A clean and clutter-free condo

Living room. Picture: Llark Architects

A couple living in an older condominium on Mandalay Road knew exactly what they wanted from their renovation. They wanted their bright and airy house to cater to their two children while still being a guest-friendly space to entertain friends.

Enlisted to reimagine the abode, architect and interior designer Luke Lim of Llark Architects designed a minimalist home with clever storage and common spaces that encouraged interaction.

House Type: 4-bedroom condo unit
Floor Area: 2,400sqft

One of the prominent features of this house is the kitchen. Originally a closed room with only one entrance, the newly designed kitchen can be accessed via the living and the dining space.

Dining area. Picture: Llark Architects

A non-structural wall, shared with the living room, was knocked down and replaced with carpentry. Made of special, high-pressure laminate from EDL Laminates, the new partition – which looks like a wooden wall from the living room – is actually a storage unit for kitchenware and appliances.In the living room, Luke added a standalone island with inbuilt storage that can be used for multiple purposes.

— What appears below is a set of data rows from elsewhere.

use super::{
    make_ack, make_response,
    transaction::{
        Phase, StateMachine, TransactionAction, TransactionState, TransactionTimer,
    },
    TimerTable,
};
use crate::message::{Message, Request};

/// INVITE client transaction: Calling -> Proceeding -> {Completed, Accepted} -> Terminated.
///
/// A non-2xx final response is acknowledged by the transaction itself; the
/// ACK is resent for every retransmission of that response. After a 2xx the
/// transaction lingers in Accepted so forked 2xx responses still reach the
/// transaction user.
pub struct ClientInvite {
    phase: Phase,
    request: Request,
    reliable: bool,
    timers: TimerTable,
    max_forwards: u32,
    ack: Option<Request>,
}

impl ClientInvite {
    pub fn new(request: Request, reliable: bool, timers: TimerTable, max_forwards: u32) -> Self {
        ClientInvite {
            phase: Phase::new(TransactionState::Calling),
            request,
            reliable,
            timers,
            max_forwards,
            ack: None,
        }
    }

    fn terminate(&mut self, mut actions: Vec<TransactionAction>) -> Vec<TransactionAction> {
        if self.phase.terminate() {
            actions.push(TransactionAction::Terminate);
        }
        actions
    }
}

impl StateMachine for ClientInvite {
    fn phase(&self) -> &Phase {
        &self.phase
    }

    fn start(&mut self) -> Vec<TransactionAction> {
        let mut actions = vec![TransactionAction::Transmit(self.request.clone().into())];
        if !self.reliable {
            actions.push(TransactionAction::Schedule(
                TransactionTimer::TimerA(self.timers.t1),
                self.timers.t1,
            ));
        }
        actions.push(TransactionAction::Schedule(
            TransactionTimer::TimerB,
            self.timers.timeout,
        ));
        actions
    }

    fn on_message(&mut self, msg: Message, from_remote: bool) -> Vec<TransactionAction> {
        let Message::Response(rs) = msg else {
            return vec![];
        };
        match self.phase.state() {
            TransactionState::Calling | TransactionState::Proceeding => {
                if rs.status < 200 {
                    if self.phase.state() == TransactionState::Calling {
                        self.phase.enter(TransactionState::Proceeding);
                    }
                    vec![TransactionAction::Deliver(rs)]
                } else if rs.status < 300 {
                    self.phase.enter(TransactionState::Accepted);
                    vec![
                        TransactionAction::Deliver(rs),
                        TransactionAction::Schedule(TransactionTimer::TimerM, self.timers.timeout),
                    ]
                } else {
                    self.phase.enter(TransactionState::Completed);
                    let ack = make_ack(&self.request, &rs, self.max_forwards);
                    self.ack = Some(ack.clone());
                    vec![
                        TransactionAction::Deliver(rs),
                        TransactionAction::Transmit(ack.into()),
                        TransactionAction::Schedule(TransactionTimer::TimerD, self.timers.timeout),
                    ]
                }
            }
            // locally synthesized responses are never acknowledged
            TransactionState::Completed if from_remote => self
                .ack
                .clone()
                .map(|ack| vec![TransactionAction::Transmit(ack.into())])
                .unwrap_or_default(),
            TransactionState::Accepted if rs.is_success() => vec![TransactionAction::Deliver(rs)],
            _ => vec![],
        }
    }

    fn on_timer(&mut self, timer: TransactionTimer) -> Vec<TransactionAction> {
        match (self.phase.state(), timer) {
            (TransactionState::Calling, TransactionTimer::TimerA(interval)) => {
                let next = interval * 2;
                vec![
                    TransactionAction::Transmit(self.request.clone().into()),
                    TransactionAction::Schedule(TransactionTimer::TimerA(next), next),
                ]
            }
            (TransactionState::Calling, TransactionTimer::TimerB) => {
                let timeout = make_response(&self.request, 408, None);
                self.terminate(vec![TransactionAction::Deliver(timeout)])
            }
            (TransactionState::Completed, TransactionTimer::TimerD)
            | (TransactionState::Accepted, TransactionTimer::TimerM) => self.terminate(vec![]),
            _ => vec![],
        }
    }

    fn shutdown(&mut self) -> Vec<TransactionAction> {
        self.terminate(vec![])
    }
}
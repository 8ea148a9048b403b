// A SIP transaction, digest and stateless proxy engine on tokio

pub mod config;
pub mod digest;
pub mod endpoint;
pub mod error;
pub mod message;
pub mod proxy;
pub mod resolver;
pub mod transaction;
pub mod transport;

pub use config::{EndpointOption, TlsConfig};
pub use endpoint::{Endpoint, EndpointBuilder, RequestHandler};
pub use error::Error;
pub type Result<T> = std::result::Result<T, Error>;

“The homeowners love to cook and often have friends over. The island allows them to cook and serve while still holding conversations with guests through the kitchen window. And every morning the family has breakfast together at the island counter too,” he adds.

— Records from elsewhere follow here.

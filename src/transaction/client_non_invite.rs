use super::{
    make_response,
    transaction::{
        Phase, StateMachine, TransactionAction, TransactionState, TransactionTimer,
    },
    TimerTable,
};
use crate::message::{Message, Request};

/// Non-INVITE client transaction: Trying -> Proceeding -> Completed -> Terminated.
pub struct ClientNonInvite {
    phase: Phase,
    request: Request,
    reliable: bool,
    timers: TimerTable,
}

impl ClientNonInvite {
    pub fn new(request: Request, reliable: bool, timers: TimerTable) -> Self {
        ClientNonInvite {
            phase: Phase::new(TransactionState::Trying),
            request,
            reliable,
            timers,
        }
    }

    fn terminate(&mut self, mut actions: Vec<TransactionAction>) -> Vec<TransactionAction> {
        if self.phase.terminate() {
            actions.push(TransactionAction::Terminate);
        }
        actions
    }
}

impl StateMachine for ClientNonInvite {
    fn phase(&self) -> &Phase {
        &self.phase
    }

    fn start(&mut self) -> Vec<TransactionAction> {
        let mut actions = vec![TransactionAction::Transmit(self.request.clone().into())];
        if !self.reliable {
            actions.push(TransactionAction::Schedule(
                TransactionTimer::TimerE(self.timers.t1),
                self.timers.t1,
            ));
        }
        actions.push(TransactionAction::Schedule(
            TransactionTimer::TimerF,
            self.timers.timeout,
        ));
        actions
    }

    fn on_message(&mut self, msg: Message, _from_remote: bool) -> Vec<TransactionAction> {
        let Message::Response(rs) = msg else {
            return vec![];
        };
        match self.phase.state() {
            TransactionState::Trying | TransactionState::Proceeding => {
                if rs.status >= 200 {
                    self.phase.enter(TransactionState::Completed);
                    vec![
                        TransactionAction::Deliver(rs),
                        TransactionAction::Schedule(TransactionTimer::TimerK, self.timers.t4),
                    ]
                } else {
                    // Timer F keeps running through Proceeding
                    self.phase.advance(TransactionState::Proceeding);
                    vec![TransactionAction::Deliver(rs)]
                }
            }
            _ => vec![],
        }
    }

    fn on_timer(&mut self, timer: TransactionTimer) -> Vec<TransactionAction> {
        match (self.phase.state(), timer) {
            (TransactionState::Trying, TransactionTimer::TimerE(interval)) => {
                let next = interval * 2;
                vec![
                    TransactionAction::Transmit(self.request.clone().into()),
                    TransactionAction::Schedule(TransactionTimer::TimerE(next), next),
                ]
            }
            (
                TransactionState::Trying | TransactionState::Proceeding,
                TransactionTimer::TimerF,
            ) => {
                let timeout = make_response(&self.request, 408, None);
                self.terminate(vec![TransactionAction::Deliver(timeout)])
            }
            (TransactionState::Completed, TransactionTimer::TimerK) => self.terminate(vec![]),
            _ => vec![],
        }
    }

    fn shutdown(&mut self) -> Vec<TransactionAction> {
        self.terminate(vec![])
    }
}

#[cfg(test)]
mod tests {
    use super::*;
    use crate::transaction::tests::{request, response};
    use std::time::Duration;

    #[test]
    fn test_retransmit_doubles_until_final_response() {
        let mut tx = ClientNonInvite::new(request("OPTIONS"), false, TimerTable::default());
        let start = tx.start();
        assert_eq!(start.len(), 3);
        assert_eq!(
            start[1],
            TransactionAction::Schedule(
                TransactionTimer::TimerE(Duration::from_millis(500)),
                Duration::from_millis(500)
            )
        );

        let actions = tx.on_timer(TransactionTimer::TimerE(Duration::from_millis(500)));
        assert!(matches!(actions[0], TransactionAction::Transmit(_)));
        assert_eq!(
            actions[1],
            TransactionAction::Schedule(
                TransactionTimer::TimerE(Duration::from_secs(1)),
                Duration::from_secs(1)
            )
        );

        let actions = tx.on_message(response("OPTIONS", 100).into(), true);
        assert!(matches!(actions[..], [TransactionAction::Deliver(_)]));
        assert_eq!(tx.phase().state(), TransactionState::Proceeding);
        // no retransmissions once a provisional arrived
        assert!(tx
            .on_timer(TransactionTimer::TimerE(Duration::from_secs(1)))
            .is_empty());

        let actions = tx.on_message(response("OPTIONS", 200).into(), true);
        assert!(matches!(actions[0], TransactionAction::Deliver(ref rs) if rs.status == 200));
        assert_eq!(tx.phase().state(), TransactionState::Completed);
        // retransmitted final responses are absorbed
        assert!(tx.on_message(response("OPTIONS", 200).into(), true).is_empty());
        assert_eq!(
            tx.on_timer(TransactionTimer::TimerK),
            vec![TransactionAction::Terminate]
        );
    }

    #[test]
    fn test_reliable_transport_has_no_retransmit() {
        let mut tx = ClientNonInvite::new(request("REGISTER"), true, TimerTable::default());
        let start = tx.start();
        assert_eq!(start.len(), 2);
        assert_eq!(
            start[1],
            TransactionAction::Schedule(TransactionTimer::TimerF, Duration::from_secs(32))
        );
        let actions = tx.on_timer(TransactionTimer::TimerF);
        assert!(matches!(actions[0], TransactionAction::Deliver(ref rs) if rs.status == 408));
        assert_eq!(actions[1], TransactionAction::Terminate);
        assert!(tx.shutdown().is_empty());
    }
}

Living room. Picture: Llark Architects

Giving the couple plenty of storage space for clutter-free living was one of Luke’s priorities. “We’ve designed storage in such a way that it looks like a part of the walls,” he explains. Apart from the kitchen, the elevated dining area also features cabinets that are cleverly integrated into the walls. The timber finished partitions behind to the yellow three-seater hold three large cabinets to stash things away.

In the living room, the dead space under the windows was given a new lease of life. It now serves as a storage unit to hide away toys and other objects.